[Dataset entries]
::::
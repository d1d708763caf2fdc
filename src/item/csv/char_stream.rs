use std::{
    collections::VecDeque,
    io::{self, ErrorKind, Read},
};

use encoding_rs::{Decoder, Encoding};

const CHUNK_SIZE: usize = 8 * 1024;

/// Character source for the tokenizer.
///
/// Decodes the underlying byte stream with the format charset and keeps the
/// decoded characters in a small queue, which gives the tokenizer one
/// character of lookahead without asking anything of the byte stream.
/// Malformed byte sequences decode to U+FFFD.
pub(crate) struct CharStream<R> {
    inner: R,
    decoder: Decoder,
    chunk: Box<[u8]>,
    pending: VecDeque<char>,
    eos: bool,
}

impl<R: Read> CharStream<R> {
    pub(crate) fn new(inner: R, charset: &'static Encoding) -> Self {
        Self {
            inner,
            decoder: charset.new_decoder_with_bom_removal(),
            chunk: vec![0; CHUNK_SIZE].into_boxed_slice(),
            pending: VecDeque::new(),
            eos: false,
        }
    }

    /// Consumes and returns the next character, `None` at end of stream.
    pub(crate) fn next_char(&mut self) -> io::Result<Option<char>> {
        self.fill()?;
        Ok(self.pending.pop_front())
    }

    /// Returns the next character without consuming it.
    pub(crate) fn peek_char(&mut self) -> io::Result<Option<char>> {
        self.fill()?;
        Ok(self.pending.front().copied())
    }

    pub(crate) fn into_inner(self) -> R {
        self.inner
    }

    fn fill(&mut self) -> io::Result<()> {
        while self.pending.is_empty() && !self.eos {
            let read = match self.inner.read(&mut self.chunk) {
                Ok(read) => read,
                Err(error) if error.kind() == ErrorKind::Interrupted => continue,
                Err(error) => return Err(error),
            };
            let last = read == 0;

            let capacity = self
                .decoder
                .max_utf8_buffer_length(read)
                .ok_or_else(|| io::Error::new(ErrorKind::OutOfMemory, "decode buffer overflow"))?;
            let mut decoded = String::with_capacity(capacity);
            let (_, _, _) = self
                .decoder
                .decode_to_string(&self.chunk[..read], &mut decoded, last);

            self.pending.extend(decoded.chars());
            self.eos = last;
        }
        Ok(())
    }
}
::::
■ **WHAT THE TASK REQUIRES**: Reproduce each entry exactly, leaving out nothing.

■ **WRITTEN RESPONSE**:
repository d1d708763caf2fdc
filename src/item/csv/char_stream.rs
use std::{
    collections::VecDeque,
    io::{self, ErrorKind, Read},
};

use encoding_rs::{Decoder, Encoding};

const CHUNK_SIZE: usize = 8 * 1024;

/// Character source for the tokenizer.
///
/// Decodes the underlying byte stream with the format charset and keeps the
/// decoded characters in a small queue, which gives the tokenizer one
/// character of lookahead without asking anything of the byte stream.
/// Malformed byte sequences decode to U+FFFD.
pub(crate) struct CharStream<R> {
    inner: R,
    decoder: Decoder,
    chunk: Box<[u8]>,
    pending: VecDeque<char>,
    eos: bool,
}

impl<R: Read> CharStream<R> {
    pub(crate) fn new(inner: R, charset: &'static Encoding) -> Self {
        Self {
            inner,
            decoder: charset.new_decoder_with_bom_removal(),
            chunk: vec![0; CHUNK_SIZE].into_boxed_slice(),
            pending: VecDeque::new(),
            eos: false,
        }
    }

    /// Consumes and returns the next character, `None` at end of stream.
    pub(crate) fn next_char(&mut self) -> io::Result<Option<char>> {
        self.fill()?;
        Ok(self.pending.pop_front())
    }

    /// Returns the next character without consuming it.
    pub(crate) fn peek_char(&mut self) -> io::Result<Option<char>> {
        self.fill()?;
        Ok(self.pending.front().copied())
    }

    pub(crate) fn into_inner(self) -> R {
        self.inner
    }

    fn fill(&mut self) -> io::Result<()> {
        while self.pending.is_empty() && !self.eos {
            let read = match self.inner.read(&mut self.chunk) {
                Ok(read) => read,
                Err(error) if error.kind() == ErrorKind::Interrupted => continue,
                Err(error) => return Err(error),
            };
            let last = read == 0;

            let capacity = self
                .decoder
                .max_utf8_buffer_length(read)
                .ok_or_else(|| io::Error::new(ErrorKind::OutOfMemory, "decode buffer overflow"))?;
            let mut decoded = String::with_capacity(capacity);
            let (_, _, _) = self
                .decoder
                .decode_to_string(&self.chunk[..read], &mut decoded, last);

            self.pending.extend(decoded.chars());
            self.eos = last;
        }
        Ok(())
    }
}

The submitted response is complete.